Radiative thermal propagation and heat generation/absorption are crucial phenomena in fluid flow analysis, especially in high-temperature environments where they significantly impact heat transfer. These mechanisms are essential in various industrial applications, including power generation, aerospace engineering, automotive industry, electronics cooling, and chemical processing. Effective thermal management by controlling radiative heat transfer and absorption enhances system durability, energy efficiency, and operational reliability in these fields. Suresh Kumar et al. [17] performed an examination of a radiative MHD Casson nanofluid transport considering heat generation, the Hall effect, and activation energy via numerical solutions. The results of radiative mechanisms and higher-order reactive species on non-Darcy-assorted buoyance-driven MHD nanofluid transport with a variable heat source/sink were presented by Sarkar et al. [18]. Alharbi et al. [19] numerically scrutinized the effects of the radiative process on a bioconvective Maxwell-nanofluid transport in a widening sheet with thermal radiation considering exponential heat source/consumption. Explorations of Swain et al., Prakash et al., Khan et al., and Sekhar et al. [20,21,22,23,24] provided a detailed inquiry on the radiative and heat-generating impact on hydro-magnetic nanofluid transport.
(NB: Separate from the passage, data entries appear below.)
//! Eventos de un workflow instance: entidad, DTO, contrato `EventStore` y
//! backend en memoria.

pub mod ordering;
mod store;
mod types;

pub use store::{EventStore, InMemoryEventStore, InMemoryTx};
pub use types::{Event, EventData, EventStatus};
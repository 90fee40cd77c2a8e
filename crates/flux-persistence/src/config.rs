//! Carga de configuración de conexión desde variables de entorno.
//!
//! - `FLUX_SHARD_URLS`: URLs Postgres separadas por coma, una por shard (el
//!   índice en la lista es el `ShardId`).
//! - `DATABASE_URL`: fallback de un único shard.
//! - `DATABASE_MIN_CONNECTIONS` / `DATABASE_MAX_CONNECTIONS`: tamaño de cada
//!   pool (por shard).

use std::env;

use dotenvy::dotenv;
use once_cell::sync::Lazy;

use crate::error::PersistenceError;

// Carga perezosa del archivo .env una sola vez.
static DOTENV_LOADED: Lazy<()> = Lazy::new(|| {
    let _ = dotenv(); // ignora error si no existe .env
});

#[derive(Debug, Clone, PartialEq, Eq)]
pub struct DbConfig {
    pub shard_urls: Vec<String>,
    pub min_connections: u32,
    pub max_connections: u32,
}

impl DbConfig {
    pub fn from_env() -> Result<Self, PersistenceError> {
        // asegura que .env se haya cargado
        Lazy::force(&DOTENV_LOADED);
        Self::from_lookup(|key| env::var(key).ok())
    }

    /// Igual que `from_env` pero con una fuente de variables inyectable.
    pub fn from_lookup<F>(lookup: F) -> Result<Self, PersistenceError>
        where F: Fn(&str) -> Option<String>
    {
        let shard_urls = match lookup("FLUX_SHARD_URLS") {
            Some(list) => parse_shard_urls(&list),
            None => lookup("DATABASE_URL").into_iter().filter(|u| !u.trim().is_empty()).collect(),
        };
        if shard_urls.is_empty() {
            return Err(PersistenceError::Config("FLUX_SHARD_URLS / DATABASE_URL no definido".into()));
        }
        if shard_urls.len() > usize::from(u16::MAX) {
            return Err(PersistenceError::Config(format!("demasiados shards: {}", shard_urls.len())));
        }
        let min_connections = lookup("DATABASE_MIN_CONNECTIONS").and_then(|v| v.parse().ok()).unwrap_or(2);
        let max_connections = lookup("DATABASE_MAX_CONNECTIONS").and_then(|v| v.parse().ok()).unwrap_or(16);
        Ok(Self { shard_urls, min_connections, max_connections })
    }

    pub fn shard_count(&self) -> u16 {
        self.shard_urls.len() as u16
    }
}

fn parse_shard_urls(list: &str) -> Vec<String> {
    list.split(',').map(str::trim).filter(|u| !u.is_empty()).map(String::from).collect()
}

/// Forzar carga temprana de .env desde aplicaciones externas si se desea.
pub fn init_dotenv() {
    Lazy::force(&DOTENV_LOADED);
}

/// `true` si hay alguna URL configurada (para saltar demos/tests sin base).
pub fn database_configured() -> bool {
    init_dotenv();
    env::var("FLUX_SHARD_URLS").is_ok() || env::var("DATABASE_URL").is_ok()
}

#[cfg(test)]
mod tests {
    use super::*;
    use std::collections::HashMap;

    fn lookup(vars: &[(&str, &str)]) -> impl Fn(&str) -> Option<String> {
        let map: HashMap<String, String> = vars.iter().map(|(k, v)| (k.to_string(), v.to_string())).collect();
        move |k| map.get(k).cloned()
    }

    #[test]
    fn shard_list_takes_precedence_over_database_url() {
        let cfg = DbConfig::from_lookup(lookup(&[("FLUX_SHARD_URLS", "postgres://a/db0, postgres://b/db1 ,"),
                                                 ("DATABASE_URL", "postgres://single/db")])).unwrap();
        assert_eq!(cfg.shard_urls, vec!["postgres://a/db0", "postgres://b/db1"]);
        assert_eq!(cfg.shard_count(), 2);
        assert_eq!((cfg.min_connections, cfg.max_connections), (2, 16));
    }

    #[test]
    fn database_url_is_a_single_shard() {
        let cfg = DbConfig::from_lookup(lookup(&[("DATABASE_URL", "postgres://single/db"),
                                                 ("DATABASE_MIN_CONNECTIONS", "1"),
                                                 ("DATABASE_MAX_CONNECTIONS", "not-a-number")])).unwrap();
        assert_eq!(cfg.shard_urls, vec!["postgres://single/db"]);
        assert_eq!((cfg.min_connections, cfg.max_connections), (1, 16));
    }

    #[test]
    fn missing_urls_is_a_config_error() {
        let err = DbConfig::from_lookup(lookup(&[("FLUX_SHARD_URLS", " , ")])).unwrap_err();
        assert!(matches!(err, PersistenceError::Config(_)));
        assert!(DbConfig::from_lookup(lookup(&[])).is_err());
    }
}
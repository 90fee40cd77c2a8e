use std::collections::HashMap;

use chrono::{DateTime, Utc};
use diesel::pg::PgConnection;
use diesel::prelude::*;
use diesel::result::{DatabaseErrorKind, Error as DieselError};
use flux_core::event::ordering::{distinct_names, order_by_requested_names, status_labels};
use flux_core::{Event, EventData, EventStatus, EventStore, EventStoreError, HashShardRouter, ShardId, ShardRouter};
use log::{debug, warn};

use super::ConnectionProvider;
use crate::error::PersistenceError;
use crate::schema::events;

/// Fila mapeada de la tabla `events` para lecturas.
///
/// El orden de los campos es el de las columnas en `schema.rs` (select por
/// defecto de Diesel).
#[derive(Queryable, Debug)]
pub struct EventRow {
    pub id: i64,
    pub state_machine_instance_id: String,
    pub name: String,
    pub event_type: String,
    pub status: String,
    pub event_data: Option<String>,
    pub event_source: Option<String>,
    pub originating_state: Option<String>,
    pub created_at: DateTime<Utc>,
    pub updated_at: DateTime<Utc>,
}

impl EventRow {
    pub fn into_event(self) -> Result<Event, EventStoreError> {
        Ok(Event { id: Some(self.id),
                   state_machine_instance_id: self.state_machine_instance_id,
                   name: self.name,
                   event_type: self.event_type,
                   status: self.status.parse()?,
                   event_data: self.event_data,
                   event_source: self.event_source,
                   originating_state: self.originating_state,
                   created_at: Some(self.created_at),
                   updated_at: Some(self.updated_at) })
    }
}

/// Estructura para inserción en `events`; `id`, `created_at` y `updated_at`
/// los asigna la base y vuelven vía `RETURNING`.
#[derive(Insertable, Debug)]
#[diesel(table_name = events)]
pub struct NewEventRow<'a> {
    pub state_machine_instance_id: &'a str,
    pub name: &'a str,
    pub event_type: &'a str,
    pub status: &'a str,
    pub event_data: Option<&'a str>,
    pub event_source: Option<&'a str>,
    pub originating_state: Option<&'a str>,
}

fn db_err(e: DieselError) -> EventStoreError {
    let err = PersistenceError::from(e);
    if err.is_retryable() {
        warn!("retryable storage failure: {err}");
    }
    err.into()
}

fn create_err(instance_id: &str, name: &str, e: DieselError) -> EventStoreError {
    match e {
        DieselError::DatabaseError(DatabaseErrorKind::UniqueViolation, _) => {
            EventStoreError::DuplicateEvent { instance_id: instance_id.to_string(),
                                              name: name.to_string() }
        }
        other => db_err(other),
    }
}

fn parse_pairs(rows: Vec<(String, String)>) -> Result<Vec<(String, EventStatus)>, EventStoreError> {
    rows.into_iter().map(|(name, status)| Ok((name, status.parse()?))).collect()
}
Chemical reaction effects on hydromagnetic nanofluid movement are of astonishing practical implication in engineering and technology fields. Plausible uses of this flow can come across in plentiful industrial procedures, for example, the power systems and chemical mechanisms. The study of reactive effects on MHD nanofluid flow via different shapes has been inspected using various arithmetical techniques. Sademaki et al. [25,26] included the effects of reactive species on hydromagnetic fluid transport and various physical flow parameters employing the finite difference method to find the solutions. Reddy et al. [27] discussed the effects of reactive species on radiative MHD Brinkman-type motion across a wavering permeable plate with a diffusion-thermo effect. Shamshuddin et al. [28] explored the outcomes of reactive species on radiative hydro-magnetic micropolar nanofluid transport incorporating activation energy and the Hall effect past an absorbent extending surface numerically. The studies of Shamshuddin et al., Patil et al., Hussain et al., and Khan et al. [29,30,31,32] are worth mentioning due to their inclusion of reactive processes in the MHD nanofluid transport regime with diverse stream geometries. The thermal and solutal flow study in Casson fluids has significant industrial applications. Shamshuddin et al. [33] studied Casson fluid’s thermal and reactive properties at stagnation point movement past a radiative, reactive sheet. Similarly, Ibrahim et al. [34] discussed how species interactions and thermal sources affected the dissipative magnetized flow of Casson nanofluids over a nonlinear permeable surface. Brewster [35] deliberated thermal radiative characteristics, while Liao [36] scrutinized the “Homotopy Analysis Method” for solving nonlinear system of equations. Nadeem et al. [37] researched the MHD Casson nanofluid movement along convective circumstances.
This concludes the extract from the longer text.